== Segment start ==
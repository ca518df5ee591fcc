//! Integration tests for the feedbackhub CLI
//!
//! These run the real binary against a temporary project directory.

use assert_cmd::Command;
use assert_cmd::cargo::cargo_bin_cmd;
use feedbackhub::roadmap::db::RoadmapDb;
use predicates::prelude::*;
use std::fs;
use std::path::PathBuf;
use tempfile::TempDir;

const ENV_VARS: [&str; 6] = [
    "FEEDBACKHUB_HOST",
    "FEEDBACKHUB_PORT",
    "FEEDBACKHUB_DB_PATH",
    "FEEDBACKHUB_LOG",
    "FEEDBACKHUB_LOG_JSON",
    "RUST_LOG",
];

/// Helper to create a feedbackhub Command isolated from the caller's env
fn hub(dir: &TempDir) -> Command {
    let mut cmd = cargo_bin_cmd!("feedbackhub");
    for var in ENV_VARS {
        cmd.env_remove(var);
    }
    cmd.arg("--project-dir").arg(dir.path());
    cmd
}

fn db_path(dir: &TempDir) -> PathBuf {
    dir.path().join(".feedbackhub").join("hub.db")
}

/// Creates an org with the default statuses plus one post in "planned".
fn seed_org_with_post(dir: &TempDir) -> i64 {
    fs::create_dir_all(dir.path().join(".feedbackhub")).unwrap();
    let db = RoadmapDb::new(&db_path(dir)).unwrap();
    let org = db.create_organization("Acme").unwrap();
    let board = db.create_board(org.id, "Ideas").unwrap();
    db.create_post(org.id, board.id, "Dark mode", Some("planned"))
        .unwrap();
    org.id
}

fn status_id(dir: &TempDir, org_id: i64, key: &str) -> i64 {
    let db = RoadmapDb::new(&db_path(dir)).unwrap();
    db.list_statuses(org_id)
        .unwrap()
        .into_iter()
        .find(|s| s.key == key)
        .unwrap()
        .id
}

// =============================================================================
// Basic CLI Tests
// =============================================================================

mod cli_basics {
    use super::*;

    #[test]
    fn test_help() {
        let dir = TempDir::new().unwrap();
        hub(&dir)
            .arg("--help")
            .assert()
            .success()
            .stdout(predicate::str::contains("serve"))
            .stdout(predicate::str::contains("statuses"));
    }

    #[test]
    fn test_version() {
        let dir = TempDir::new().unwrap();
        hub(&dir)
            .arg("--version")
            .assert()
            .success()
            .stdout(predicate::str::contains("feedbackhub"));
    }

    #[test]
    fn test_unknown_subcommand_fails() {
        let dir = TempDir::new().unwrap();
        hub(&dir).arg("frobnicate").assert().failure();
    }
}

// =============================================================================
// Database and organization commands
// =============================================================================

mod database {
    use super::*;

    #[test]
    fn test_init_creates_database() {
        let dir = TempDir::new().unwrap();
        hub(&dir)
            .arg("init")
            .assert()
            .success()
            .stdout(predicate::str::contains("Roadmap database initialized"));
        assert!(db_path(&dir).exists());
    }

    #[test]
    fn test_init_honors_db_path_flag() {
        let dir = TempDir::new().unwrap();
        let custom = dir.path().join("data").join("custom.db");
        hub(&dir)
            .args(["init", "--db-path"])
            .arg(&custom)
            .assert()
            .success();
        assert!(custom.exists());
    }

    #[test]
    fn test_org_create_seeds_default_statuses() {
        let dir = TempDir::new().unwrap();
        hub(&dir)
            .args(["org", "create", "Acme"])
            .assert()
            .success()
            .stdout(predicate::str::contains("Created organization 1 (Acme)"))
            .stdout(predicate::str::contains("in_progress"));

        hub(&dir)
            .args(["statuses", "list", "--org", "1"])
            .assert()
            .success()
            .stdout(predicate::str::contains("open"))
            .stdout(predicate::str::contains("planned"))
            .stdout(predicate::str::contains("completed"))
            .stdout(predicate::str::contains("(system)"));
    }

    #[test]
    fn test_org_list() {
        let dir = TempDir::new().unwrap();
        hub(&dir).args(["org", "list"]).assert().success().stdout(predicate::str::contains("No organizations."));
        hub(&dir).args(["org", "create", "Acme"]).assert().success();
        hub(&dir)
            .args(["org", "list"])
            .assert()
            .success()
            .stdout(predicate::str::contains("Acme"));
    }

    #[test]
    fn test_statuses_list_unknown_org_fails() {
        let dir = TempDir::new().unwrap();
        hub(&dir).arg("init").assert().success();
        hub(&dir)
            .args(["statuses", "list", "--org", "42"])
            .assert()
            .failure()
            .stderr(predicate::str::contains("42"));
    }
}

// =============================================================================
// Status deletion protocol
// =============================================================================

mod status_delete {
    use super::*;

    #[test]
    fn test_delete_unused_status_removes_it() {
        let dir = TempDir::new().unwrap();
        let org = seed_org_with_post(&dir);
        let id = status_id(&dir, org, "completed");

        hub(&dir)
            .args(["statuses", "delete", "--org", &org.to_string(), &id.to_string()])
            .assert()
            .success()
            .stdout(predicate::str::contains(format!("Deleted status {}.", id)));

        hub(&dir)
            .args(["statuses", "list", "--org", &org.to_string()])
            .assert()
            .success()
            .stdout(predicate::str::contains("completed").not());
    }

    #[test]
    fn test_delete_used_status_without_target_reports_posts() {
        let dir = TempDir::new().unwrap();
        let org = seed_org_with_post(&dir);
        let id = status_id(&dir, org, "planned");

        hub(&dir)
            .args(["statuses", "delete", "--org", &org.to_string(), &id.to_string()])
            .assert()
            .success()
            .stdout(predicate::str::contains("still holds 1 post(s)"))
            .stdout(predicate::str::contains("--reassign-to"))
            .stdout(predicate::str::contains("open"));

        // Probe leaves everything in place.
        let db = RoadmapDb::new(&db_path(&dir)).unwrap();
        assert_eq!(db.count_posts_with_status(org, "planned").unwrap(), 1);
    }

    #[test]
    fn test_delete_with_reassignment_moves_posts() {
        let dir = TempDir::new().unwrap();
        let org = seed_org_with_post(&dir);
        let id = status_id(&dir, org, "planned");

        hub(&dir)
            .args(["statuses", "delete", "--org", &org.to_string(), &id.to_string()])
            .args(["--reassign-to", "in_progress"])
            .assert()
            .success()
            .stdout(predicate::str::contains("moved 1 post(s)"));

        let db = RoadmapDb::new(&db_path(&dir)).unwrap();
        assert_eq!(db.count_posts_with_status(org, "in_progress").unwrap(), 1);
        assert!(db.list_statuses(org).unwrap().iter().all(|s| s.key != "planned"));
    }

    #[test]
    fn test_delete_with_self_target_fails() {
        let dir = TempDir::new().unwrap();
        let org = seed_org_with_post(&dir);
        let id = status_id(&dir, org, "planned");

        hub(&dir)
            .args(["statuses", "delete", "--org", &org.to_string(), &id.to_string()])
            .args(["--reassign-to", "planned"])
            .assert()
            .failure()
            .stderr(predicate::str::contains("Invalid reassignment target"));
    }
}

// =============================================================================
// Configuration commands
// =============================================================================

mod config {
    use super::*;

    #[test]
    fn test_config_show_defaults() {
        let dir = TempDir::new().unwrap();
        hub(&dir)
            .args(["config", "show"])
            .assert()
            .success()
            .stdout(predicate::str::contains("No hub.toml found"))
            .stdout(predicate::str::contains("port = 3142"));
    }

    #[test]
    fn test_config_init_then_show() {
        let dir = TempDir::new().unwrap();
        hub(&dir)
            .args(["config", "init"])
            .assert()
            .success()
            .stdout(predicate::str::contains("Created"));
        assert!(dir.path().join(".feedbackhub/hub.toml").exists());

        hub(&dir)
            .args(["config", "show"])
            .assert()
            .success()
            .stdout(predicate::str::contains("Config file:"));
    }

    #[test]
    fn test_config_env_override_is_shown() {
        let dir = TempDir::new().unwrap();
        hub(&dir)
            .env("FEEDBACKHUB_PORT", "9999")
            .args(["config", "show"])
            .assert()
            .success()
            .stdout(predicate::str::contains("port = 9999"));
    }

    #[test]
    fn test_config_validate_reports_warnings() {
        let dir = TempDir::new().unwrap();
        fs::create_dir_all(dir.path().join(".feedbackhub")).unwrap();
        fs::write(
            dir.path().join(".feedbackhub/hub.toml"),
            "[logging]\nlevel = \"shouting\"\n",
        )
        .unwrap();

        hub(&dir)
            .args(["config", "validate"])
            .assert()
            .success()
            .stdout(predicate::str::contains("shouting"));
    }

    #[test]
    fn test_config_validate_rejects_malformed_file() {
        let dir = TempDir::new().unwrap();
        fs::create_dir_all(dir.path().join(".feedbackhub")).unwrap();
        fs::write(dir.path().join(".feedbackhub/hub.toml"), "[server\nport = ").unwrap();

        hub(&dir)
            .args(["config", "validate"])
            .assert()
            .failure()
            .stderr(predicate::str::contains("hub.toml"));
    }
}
== Segment end ==
== Segment start ==
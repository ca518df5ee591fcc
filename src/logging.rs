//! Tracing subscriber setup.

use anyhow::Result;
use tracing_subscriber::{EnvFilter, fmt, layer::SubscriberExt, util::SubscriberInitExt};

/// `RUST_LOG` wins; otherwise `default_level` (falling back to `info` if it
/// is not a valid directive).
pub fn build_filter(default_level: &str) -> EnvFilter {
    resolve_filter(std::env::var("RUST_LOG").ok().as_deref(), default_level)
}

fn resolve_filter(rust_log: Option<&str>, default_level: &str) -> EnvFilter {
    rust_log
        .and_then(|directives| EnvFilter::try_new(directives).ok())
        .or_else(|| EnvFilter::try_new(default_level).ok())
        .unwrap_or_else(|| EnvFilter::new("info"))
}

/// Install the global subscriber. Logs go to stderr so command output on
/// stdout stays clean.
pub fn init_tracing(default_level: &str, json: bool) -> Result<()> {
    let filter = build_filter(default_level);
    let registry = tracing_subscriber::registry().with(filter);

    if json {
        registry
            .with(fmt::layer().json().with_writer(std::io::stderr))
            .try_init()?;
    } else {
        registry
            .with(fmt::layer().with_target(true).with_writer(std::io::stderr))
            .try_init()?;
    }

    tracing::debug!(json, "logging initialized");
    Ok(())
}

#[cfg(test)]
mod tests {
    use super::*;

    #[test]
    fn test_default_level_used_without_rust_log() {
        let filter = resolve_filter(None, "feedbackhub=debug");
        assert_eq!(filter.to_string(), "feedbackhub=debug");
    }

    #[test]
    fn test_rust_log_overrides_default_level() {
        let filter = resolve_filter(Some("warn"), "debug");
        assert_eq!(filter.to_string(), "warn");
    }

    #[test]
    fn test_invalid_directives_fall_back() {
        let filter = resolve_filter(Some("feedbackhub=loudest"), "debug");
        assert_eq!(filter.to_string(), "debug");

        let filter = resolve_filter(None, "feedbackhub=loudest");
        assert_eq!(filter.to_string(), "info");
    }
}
== Segment end ==
• Task details
For the string "PathBuf", tally the lines above that contain it and give only the figure.

• Expected output
2